Но этого мало. Едва все эти элегии оказались на бумаге, как вослед им пошли «Сонеты к Орфею»; сегодня я формую из них новую группу (как вторую их часть) – и вот на скорую руку переписал для тебя некоторые из них, показавшиеся мне самыми красивыми… Все писаны на днях и еще совсем теплые. И только наш русский белый конь (он шлет тебе огромный привет, Лу!) – из самых ранних сонетов первой части, из первых дней этого месяца.
Твой старый Райнер.
Элегии 5, 7, 9: будут скоро!»
Реакция на перенапряжение не могла не наступить.
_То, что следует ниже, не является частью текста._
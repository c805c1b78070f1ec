//! Client-local key/value storage.
//!
//! Mirrors browser local storage: every value is a string and the whole store
//! is written back as a single JSON object after each mutation. Key layouts
//! are fixed so existing stored state stays readable.

use crate::errors::AppError;
use chrono::NaiveDate;
use serde::{Deserialize, Serialize};
use std::{collections::BTreeMap, path::Path};
use tokio::fs;
use tracing::error;

pub const CURRENT_USER_KEY: &str = "currentUser";

#[derive(Debug, Clone, Default, PartialEq, Serialize, Deserialize)]
#[serde(transparent)]
pub struct LocalStorage {
    entries: BTreeMap<String, String>,
}

impl LocalStorage {
    pub fn get_item(&self, key: &str) -> Option<&str> {
        self.entries.get(key).map(String::as_str)
    }

    pub fn set_item(&mut self, key: impl Into<String>, value: impl Into<String>) {
        self.entries.insert(key.into(), value.into());
    }

    pub fn remove_item(&mut self, key: &str) -> Option<String> {
        self.entries.remove(key)
    }

    pub fn len(&self) -> usize {
        self.entries.len()
    }

    pub fn is_empty(&self) -> bool {
        self.entries.is_empty()
    }
}

/// ISO calendar date, `YYYY-MM-DD`.
pub fn date_key(date: NaiveDate) -> String {
    date.format("%Y-%m-%d").to_string()
}

/// `medTaken_{email}_{date}`: the day's adherence object.
pub fn taken_key(email: &str, date: NaiveDate) -> String {
    format!("medTaken_{email}_{}", date_key(date))
}

/// `water_{email}_{date}`: millilitres logged for the day.
pub fn water_key(email: &str, date: NaiveDate) -> String {
    format!("water_{email}_{}", date_key(date))
}

/// `lastReset_{email}`: last date the rollover check saw.
pub fn last_reset_key(email: &str) -> String {
    format!("lastReset_{email}")
}

pub async fn load_storage(path: &Path) -> LocalStorage {
    match fs::read(path).await {
        Ok(bytes) => match serde_json::from_slice(&bytes) {
            Ok(storage) => storage,
            Err(err) => {
                error!("failed to parse storage file {}: {err}", path.display());
                LocalStorage::default()
            }
        },
        Err(err) if err.kind() == std::io::ErrorKind::NotFound => LocalStorage::default(),
        Err(err) => {
            error!("failed to read storage file {}: {err}", path.display());
            LocalStorage::default()
        }
    }
}

pub async fn persist_storage(path: &Path, storage: &LocalStorage) -> Result<(), AppError> {
    let payload = serde_json::to_vec_pretty(storage)?;
    fs::write(path, payload).await?;
    Ok(())
}
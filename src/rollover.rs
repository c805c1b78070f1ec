//! Periodic day-rollover check.
//!
//! Compares `lastReset_{email}` to the local date and, on a new day, records
//! the date and drops the cached medication list so the next schedule request
//! is rebuilt from fresh data against an empty adherence record.

use crate::errors::AppError;
use crate::state::AppState;
use crate::storage::{date_key, last_reset_key};
use chrono::{Local, NaiveDate};
use std::time::Duration;
use tokio::{task::JoinHandle, time::MissedTickBehavior};
use tracing::{error, info};

/// Returns `true` when `today` is a new day for the signed-in user.
pub async fn check_rollover(state: &AppState, today: NaiveDate) -> Result<bool, AppError> {
    let Some(session) = state.current_session().await else {
        return Ok(false);
    };

    let key = last_reset_key(session.email());
    let today = date_key(today);
    {
        let mut store = state.store.lock().await;
        if store.get_item(&key) == Some(today.as_str()) {
            return Ok(false);
        }
        store.set_item(key, today.clone());
        state.persist(&store).await?;
    }

    state.invalidate_medications().await;
    info!(email = session.email(), date = %today, "day rolled over");
    Ok(true)
}

pub fn spawn(state: AppState, every: Duration) -> JoinHandle<()> {
    tokio::spawn(async move {
        let mut ticker = tokio::time::interval(every);
        ticker.set_missed_tick_behavior(MissedTickBehavior::Skip);
        loop {
            ticker.tick().await;
            if let Err(err) = check_rollover(&state, Local::now().date_naive()).await {
                error!("day rollover check failed: {err}");
            }
        }
    })
}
Сначала он писал еще вполне спокойно: «Я ведь знаю, что возможна «реакция» – после такого выброса энергии что-то вроде упадка, однако падаю-то я в конце-то концов в эту уже совсем близкую весну, и потом: если мне хватило терпения и столь долгого, чтобы добраться до ныне достигнутого, то неужели не сумею набраться маленького побочного терпения, буде явятся плохие дни; да в конце-то концов даже и в такое время неужели благодарность (для которой у меня еще никогда не было столь очевидного повода) не сможет перевесить всякую досаду и смуту?..»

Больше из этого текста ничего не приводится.